For each line in the material below that holds "error", copy that line.
### Working data
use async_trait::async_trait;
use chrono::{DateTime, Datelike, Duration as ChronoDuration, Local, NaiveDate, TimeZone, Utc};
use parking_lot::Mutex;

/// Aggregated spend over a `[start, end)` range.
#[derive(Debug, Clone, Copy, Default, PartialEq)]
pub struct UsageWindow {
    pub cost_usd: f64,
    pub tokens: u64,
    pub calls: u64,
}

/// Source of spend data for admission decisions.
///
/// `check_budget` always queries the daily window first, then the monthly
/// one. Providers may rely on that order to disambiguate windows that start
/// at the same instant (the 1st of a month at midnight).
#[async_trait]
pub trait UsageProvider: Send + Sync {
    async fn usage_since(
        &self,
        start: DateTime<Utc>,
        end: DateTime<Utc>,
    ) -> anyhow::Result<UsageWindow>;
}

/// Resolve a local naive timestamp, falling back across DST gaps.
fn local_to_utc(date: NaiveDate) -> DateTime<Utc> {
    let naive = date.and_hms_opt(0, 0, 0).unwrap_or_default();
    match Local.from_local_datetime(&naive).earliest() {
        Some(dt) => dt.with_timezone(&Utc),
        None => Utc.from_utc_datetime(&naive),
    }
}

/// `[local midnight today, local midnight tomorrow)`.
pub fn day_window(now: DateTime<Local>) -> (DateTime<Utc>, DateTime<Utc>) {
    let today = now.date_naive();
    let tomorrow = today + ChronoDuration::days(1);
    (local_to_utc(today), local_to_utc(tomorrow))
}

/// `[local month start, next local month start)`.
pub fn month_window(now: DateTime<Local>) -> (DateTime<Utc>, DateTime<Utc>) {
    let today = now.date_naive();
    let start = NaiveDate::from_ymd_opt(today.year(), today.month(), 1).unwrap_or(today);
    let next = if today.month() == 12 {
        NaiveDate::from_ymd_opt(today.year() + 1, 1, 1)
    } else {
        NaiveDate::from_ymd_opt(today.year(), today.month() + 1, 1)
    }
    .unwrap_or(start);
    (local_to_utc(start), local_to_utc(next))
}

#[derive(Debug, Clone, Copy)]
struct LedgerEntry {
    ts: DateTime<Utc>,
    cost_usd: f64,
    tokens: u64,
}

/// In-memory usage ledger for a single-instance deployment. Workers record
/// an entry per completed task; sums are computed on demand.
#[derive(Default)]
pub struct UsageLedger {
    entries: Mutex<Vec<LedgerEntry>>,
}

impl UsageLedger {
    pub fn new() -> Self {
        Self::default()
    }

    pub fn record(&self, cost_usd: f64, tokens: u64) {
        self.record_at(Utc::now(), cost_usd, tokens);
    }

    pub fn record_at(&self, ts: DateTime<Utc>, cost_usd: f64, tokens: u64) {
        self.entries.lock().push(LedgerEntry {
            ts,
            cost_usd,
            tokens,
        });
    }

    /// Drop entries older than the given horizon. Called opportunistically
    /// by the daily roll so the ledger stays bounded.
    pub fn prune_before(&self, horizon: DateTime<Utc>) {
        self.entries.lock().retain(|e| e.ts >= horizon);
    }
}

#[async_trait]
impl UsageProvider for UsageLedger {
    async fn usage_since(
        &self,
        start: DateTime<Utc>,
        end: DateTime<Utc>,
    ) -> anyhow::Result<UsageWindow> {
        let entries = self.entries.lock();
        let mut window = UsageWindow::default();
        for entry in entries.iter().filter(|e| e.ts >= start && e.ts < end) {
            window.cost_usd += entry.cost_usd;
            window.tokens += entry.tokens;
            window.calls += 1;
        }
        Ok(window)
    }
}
######
### Working data
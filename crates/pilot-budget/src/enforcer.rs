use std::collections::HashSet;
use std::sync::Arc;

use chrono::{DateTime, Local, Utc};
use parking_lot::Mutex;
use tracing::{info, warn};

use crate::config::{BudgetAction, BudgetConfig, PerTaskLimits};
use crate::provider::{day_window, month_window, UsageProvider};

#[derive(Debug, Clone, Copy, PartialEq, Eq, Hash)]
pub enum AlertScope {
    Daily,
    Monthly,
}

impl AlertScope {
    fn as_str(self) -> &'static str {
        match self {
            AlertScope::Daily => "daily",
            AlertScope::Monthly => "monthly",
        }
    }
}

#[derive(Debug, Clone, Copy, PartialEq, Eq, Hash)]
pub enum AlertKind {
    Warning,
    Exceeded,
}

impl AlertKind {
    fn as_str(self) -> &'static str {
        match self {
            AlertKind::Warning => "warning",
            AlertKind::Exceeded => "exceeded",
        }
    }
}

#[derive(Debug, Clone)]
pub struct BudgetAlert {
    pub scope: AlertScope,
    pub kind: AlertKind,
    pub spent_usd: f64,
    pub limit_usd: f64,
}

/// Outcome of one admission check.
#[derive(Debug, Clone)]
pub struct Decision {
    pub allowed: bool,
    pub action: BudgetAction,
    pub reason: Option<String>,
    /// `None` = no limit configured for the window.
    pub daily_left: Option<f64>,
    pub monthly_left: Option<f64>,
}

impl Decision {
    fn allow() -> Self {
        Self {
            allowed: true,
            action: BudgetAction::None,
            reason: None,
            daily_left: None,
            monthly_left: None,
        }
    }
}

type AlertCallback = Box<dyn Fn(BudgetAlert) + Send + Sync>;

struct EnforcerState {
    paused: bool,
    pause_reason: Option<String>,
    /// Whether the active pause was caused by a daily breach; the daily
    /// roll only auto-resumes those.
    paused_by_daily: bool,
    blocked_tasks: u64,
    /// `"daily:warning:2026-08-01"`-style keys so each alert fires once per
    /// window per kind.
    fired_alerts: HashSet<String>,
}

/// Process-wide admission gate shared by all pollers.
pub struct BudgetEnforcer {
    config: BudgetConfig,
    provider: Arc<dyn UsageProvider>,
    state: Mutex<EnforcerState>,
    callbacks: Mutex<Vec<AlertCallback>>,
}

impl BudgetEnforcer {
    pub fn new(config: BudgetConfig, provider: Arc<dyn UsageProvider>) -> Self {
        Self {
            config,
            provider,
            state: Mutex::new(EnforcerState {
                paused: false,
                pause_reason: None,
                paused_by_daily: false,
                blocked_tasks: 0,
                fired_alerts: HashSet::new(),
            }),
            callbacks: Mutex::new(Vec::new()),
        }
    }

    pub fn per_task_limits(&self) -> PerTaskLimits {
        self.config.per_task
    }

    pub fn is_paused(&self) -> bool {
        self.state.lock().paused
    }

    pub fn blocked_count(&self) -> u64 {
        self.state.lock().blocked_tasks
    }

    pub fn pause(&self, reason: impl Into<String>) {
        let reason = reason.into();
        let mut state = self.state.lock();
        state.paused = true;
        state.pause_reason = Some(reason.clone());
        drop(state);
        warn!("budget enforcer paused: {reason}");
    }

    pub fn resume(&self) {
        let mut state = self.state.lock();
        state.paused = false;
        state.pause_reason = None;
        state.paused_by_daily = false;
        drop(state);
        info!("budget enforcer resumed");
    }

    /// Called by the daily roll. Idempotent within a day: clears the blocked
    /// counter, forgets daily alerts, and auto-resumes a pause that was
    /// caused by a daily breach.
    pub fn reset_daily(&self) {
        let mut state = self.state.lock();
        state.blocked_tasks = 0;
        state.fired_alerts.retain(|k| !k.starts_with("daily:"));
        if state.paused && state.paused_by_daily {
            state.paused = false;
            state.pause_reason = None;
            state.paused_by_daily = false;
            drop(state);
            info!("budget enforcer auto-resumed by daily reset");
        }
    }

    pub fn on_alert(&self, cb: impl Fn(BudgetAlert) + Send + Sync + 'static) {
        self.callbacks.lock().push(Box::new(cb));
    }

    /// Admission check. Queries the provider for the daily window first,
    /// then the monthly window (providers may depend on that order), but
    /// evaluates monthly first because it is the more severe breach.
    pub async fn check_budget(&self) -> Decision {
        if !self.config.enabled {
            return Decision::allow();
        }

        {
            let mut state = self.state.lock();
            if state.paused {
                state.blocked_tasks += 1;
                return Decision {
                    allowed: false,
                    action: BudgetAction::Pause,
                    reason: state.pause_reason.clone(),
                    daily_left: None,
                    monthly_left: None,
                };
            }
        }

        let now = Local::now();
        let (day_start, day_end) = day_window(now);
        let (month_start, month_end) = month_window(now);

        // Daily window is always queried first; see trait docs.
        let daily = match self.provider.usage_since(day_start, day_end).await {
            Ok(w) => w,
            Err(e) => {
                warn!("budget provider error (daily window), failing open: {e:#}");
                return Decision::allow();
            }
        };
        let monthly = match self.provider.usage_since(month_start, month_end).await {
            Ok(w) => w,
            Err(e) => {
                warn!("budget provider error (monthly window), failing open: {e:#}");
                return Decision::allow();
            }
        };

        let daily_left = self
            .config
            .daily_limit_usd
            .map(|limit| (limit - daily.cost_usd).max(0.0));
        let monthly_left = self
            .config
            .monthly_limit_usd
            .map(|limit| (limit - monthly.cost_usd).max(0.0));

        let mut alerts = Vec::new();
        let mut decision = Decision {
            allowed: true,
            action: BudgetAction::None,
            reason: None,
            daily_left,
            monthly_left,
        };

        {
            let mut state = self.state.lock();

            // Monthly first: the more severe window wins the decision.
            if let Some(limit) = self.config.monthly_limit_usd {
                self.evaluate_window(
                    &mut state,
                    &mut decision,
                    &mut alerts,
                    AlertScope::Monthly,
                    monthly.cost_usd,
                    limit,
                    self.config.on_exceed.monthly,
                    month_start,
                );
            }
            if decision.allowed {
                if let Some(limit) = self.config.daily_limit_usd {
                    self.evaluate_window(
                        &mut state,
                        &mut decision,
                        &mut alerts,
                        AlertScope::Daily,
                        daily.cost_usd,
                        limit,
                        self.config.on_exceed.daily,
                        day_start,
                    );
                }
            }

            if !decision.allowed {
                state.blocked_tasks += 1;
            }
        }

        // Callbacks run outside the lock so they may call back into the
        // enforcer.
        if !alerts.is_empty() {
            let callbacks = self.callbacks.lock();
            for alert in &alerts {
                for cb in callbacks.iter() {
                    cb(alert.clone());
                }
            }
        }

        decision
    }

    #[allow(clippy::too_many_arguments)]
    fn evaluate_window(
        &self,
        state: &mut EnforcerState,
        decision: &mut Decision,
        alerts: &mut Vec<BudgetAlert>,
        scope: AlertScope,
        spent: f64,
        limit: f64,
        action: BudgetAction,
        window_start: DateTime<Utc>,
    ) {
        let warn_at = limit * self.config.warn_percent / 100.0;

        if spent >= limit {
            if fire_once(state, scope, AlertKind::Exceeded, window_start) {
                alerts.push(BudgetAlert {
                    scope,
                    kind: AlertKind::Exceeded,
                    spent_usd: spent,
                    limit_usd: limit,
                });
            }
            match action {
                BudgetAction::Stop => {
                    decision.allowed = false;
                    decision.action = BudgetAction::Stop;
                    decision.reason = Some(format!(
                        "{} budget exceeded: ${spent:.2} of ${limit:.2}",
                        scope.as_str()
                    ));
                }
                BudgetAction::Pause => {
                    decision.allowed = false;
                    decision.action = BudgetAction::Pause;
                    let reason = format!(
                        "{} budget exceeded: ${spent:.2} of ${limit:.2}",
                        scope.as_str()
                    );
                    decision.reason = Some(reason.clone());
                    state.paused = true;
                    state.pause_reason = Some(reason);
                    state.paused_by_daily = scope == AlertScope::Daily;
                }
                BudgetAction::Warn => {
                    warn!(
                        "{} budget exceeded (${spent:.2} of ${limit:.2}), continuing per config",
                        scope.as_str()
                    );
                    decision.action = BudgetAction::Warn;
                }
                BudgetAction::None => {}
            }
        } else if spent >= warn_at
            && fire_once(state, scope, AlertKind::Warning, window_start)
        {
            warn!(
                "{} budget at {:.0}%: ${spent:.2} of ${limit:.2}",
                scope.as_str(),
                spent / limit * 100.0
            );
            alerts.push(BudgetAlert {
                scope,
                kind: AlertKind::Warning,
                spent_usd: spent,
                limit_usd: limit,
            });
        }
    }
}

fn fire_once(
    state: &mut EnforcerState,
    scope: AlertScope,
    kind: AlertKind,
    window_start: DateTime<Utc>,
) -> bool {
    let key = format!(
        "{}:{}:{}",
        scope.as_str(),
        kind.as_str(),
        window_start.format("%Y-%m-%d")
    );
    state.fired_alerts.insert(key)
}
######
__Result__.
                warn!("budget provider error (daily window), failing open: {e:#}");
                warn!("budget provider error (monthly window), failing open: {e:#}");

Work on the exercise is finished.